Franco a également précisé dans sa déclaration qu’il n’y avait pas lieu de craindre que le communisme l’emporte en Espagne parce qu’il avait constitué une classe moyenne inférieure si importante que la classe moyenne ou la classe moyenne inférieure, en tant que classe et mentalité, constituait un obstacle majeur à la réussite d’une révolution.


Nouveau nationalisme


Les récits établis par la nouvelle droite ont changé par rapport à ceux du fascisme au XXème siècle. Au lieu de parler ouvertement d’une « race » supérieure, on parle aujourd’hui d’une culture supérieure, ce qui revient au même. Le fascisme du XXIème siècle s’exprime également dans la tentative de s’identifier non seulement à l’identité de l’État-nation, mais au-delà, à l’Europe. Ils essaient de répandre l’idée d’une suprématie ethnique. Leurs récits touchent beaucoup de monde, car ils s’inscrivent dans l’insatisfaction générale et la peur des crises et de l’aggravation de la Troisième Guerre mondiale.


Le fascisme qui se cache derrière de nombreux récits est sournois et peu évident.


Par exemple, l’accent est mis sur l’artisanat local et le renforcement des zones rurales. Mais d’autres déclarations sont également largement diffusées dans la sphère publique numérique. Par exemple, la demande de re-migration, qui appelle à l’expulsion immédiate de tous les hommes originaires du Moyen-Orient et d’Afrique. Les fascistes du XXIème siècle sont étroitement liés, par exemple, il existe une relation étroite entre les organisations de jeunesse fascistes allemandes et françaises et des camps éducatifs communs.
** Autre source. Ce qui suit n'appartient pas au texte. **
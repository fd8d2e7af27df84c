//! Output structures for delivered announcements

use chrono::{DateTime, Utc};
use colored::{ColoredString, Colorize};
use serde::{Deserialize, Serialize};

use crate::types::{Announcement, Category};

/// One announcement as handed to the sink
#[derive(Debug, Clone, Serialize, Deserialize)]
pub struct DeliveredLine {
    /// When the drain loop delivered it
    pub timestamp: DateTime<Utc>,
    /// Originating context
    pub category: Category,
    /// Spoken text
    pub text: String,
    /// Position in delivery order, starting at 1
    pub sequence: u64,
}

impl DeliveredLine {
    pub fn new(announcement: &Announcement, sequence: u64) -> Self {
        Self {
            timestamp: Utc::now(),
            category: announcement.category(),
            text: announcement.text().to_string(),
            sequence,
        }
    }

    /// Format for terminal display (with colors)
    pub fn to_terminal_string(&self) -> String {
        let tag = format!("[{}]", self.category.label());
        format!(
            "{} {} {}",
            self.timestamp.format("%H:%M:%S%.3f").to_string().dimmed(),
            paint(&tag, self.category),
            self.text
        )
    }

    /// Format for parseable output (no colors)
    pub fn to_parseable_string(&self) -> String {
        format!(
            "seq={} | category={} | text={}",
            self.sequence, self.category, self.text
        )
    }
}

fn paint(s: &str, category: Category) -> ColoredString {
    match category {
        Category::Dialogue => s.cyan(),
        Category::Menu => s.yellow(),
        Category::MenuChoice => s.bright_yellow(),
        Category::Investigation => s.green(),
        Category::SystemMessage => s.bright_black(),
    }
}
//! Vase puzzle monitor
//!
//! Announces entry into the minigame and answers hint / state requests through
//! the rotation solver.

use tracing::debug;

use crate::core::detector::{ActiveEdge, Edge};
use crate::core::rotation::{describe_hint, describe_piece, PieceReport, RotationPuzzleSolver};
use crate::core::router::AnnouncementRouter;
use crate::types::{Category, RotationHint, VasePuzzleSnapshot};

#[derive(Debug, Default)]
pub struct VasePuzzleMonitor {
    solver: RotationPuzzleSolver,
    active: ActiveEdge,
}

impl VasePuzzleMonitor {
    pub fn new(solver: RotationPuzzleSolver) -> Self {
        Self {
            solver,
            active: ActiveEdge::new(),
        }
    }

    pub fn solver(&self) -> &RotationPuzzleSolver {
        &self.solver
    }

    pub fn is_active(&self) -> bool {
        self.active.is_active()
    }

    /// One poll; a missing snapshot counts as inactive
    pub fn poll(&mut self, snapshot: Option<&VasePuzzleSnapshot>, router: &AnnouncementRouter) {
        let active = snapshot.is_some_and(VasePuzzleSnapshot::is_active);
        match self.active.observe(active) {
            Edge::Entered => {
                let final_piece = snapshot
                    .and_then(|s| s.pieces.as_ref())
                    .is_some_and(|p| p.len() == 1);
                debug!(final_piece, "vase puzzle started");
                let key = if final_piece {
                    "vase.start_final"
                } else {
                    "vase.start"
                };
                router.announce(router.strings().get(key), Category::Investigation);
            }
            Edge::Exited => debug!("vase puzzle ended"),
            Edge::Steady => {}
        }
    }

    /// Hint request
    pub fn hint(&self, snapshot: Option<&VasePuzzleSnapshot>, router: &AnnouncementRouter) -> RotationHint {
        let hint = self.solver.hint(snapshot);
        let category = match hint {
            RotationHint::Unavailable(reason) => reason.category(),
            _ => Category::Investigation,
        };
        router.respond(describe_hint(&hint, router.strings()), category);
        hint
    }

    /// State request
    pub fn state(&self, snapshot: Option<&VasePuzzleSnapshot>, router: &AnnouncementRouter) -> PieceReport {
        let report = self.solver.state(snapshot);
        let category = match report {
            PieceReport::Unavailable(reason) => reason.category(),
            PieceReport::Piece { .. } => Category::Investigation,
        };
        router.respond(describe_piece(&report, router.strings()), category);
        report
    }
}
Le fascisme du XXIème siècle se manifeste de multiples façons. L’apparition du fascisme chez des femmes comme Georgia Meloni ou Annalena Baerbock est sans doute particulièrement grave. En tant que cadres de la modernité capitaliste, elles renforcent d’une part les structures familiales classiques et d’autre part, en particulier Annalena Baerbock, elles essaient d’avaler, de déformer et de tordre les valeurs et l’esthétique de la révolution des femmes pour, à l’inverse, renforcer les États-nations. En tant que femmes, elles s’alignent sur la modernité capitaliste et constituent de ce fait une grande menace pour la révolution des femmes. En particulier le libéralisme, fidèle au slogan « Chacun est l’architecte de sa propre fortune », et l’individualisme font en sorte que chacun devienne son propre dirigeant.


Une nouvelle résistance se lève


Tout comme des milliers de femmes à l’époque fasciste du siècle dernier se sont dressées contre l’anéantissement par la mentalité fasciste et patriarcale, nous nous tenons aujourd’hui côte à côte en tant que femmes et hommes révolutionnaires dans la lutte contre le fascisme et pour la construction d’une vie libre. Nous nous inscrivons dans la tradition des nombreuses femmes partisanes telles qu’Irma Bandiera ou la llepa Svetozara Radic et nous voulons être à la hauteur de leur héritage et poursuivre leur lutte. Car, comme l’écrit Sehîd Sara Dorsin :


Cette guerre que nous appelons la troisième guerre mondiale est avant tout une guerre idéologique. Si nous gagnons, ce sera une grande victoire sur une grande dépression. Mais si nous échouons, un sentiment de désespoir encore plus grand s'installera chez ceux qui regardent avec intérêt mais ne peuvent pas lutter activement du côté des militants. Mais se battre, c'est ne pas pouvoir perdre du tout, c'est déjà avoir gagné quand on commence vraiment à se battre. Cette guerre est la nôtre, notre responsabilité, notre décision et notre détermination.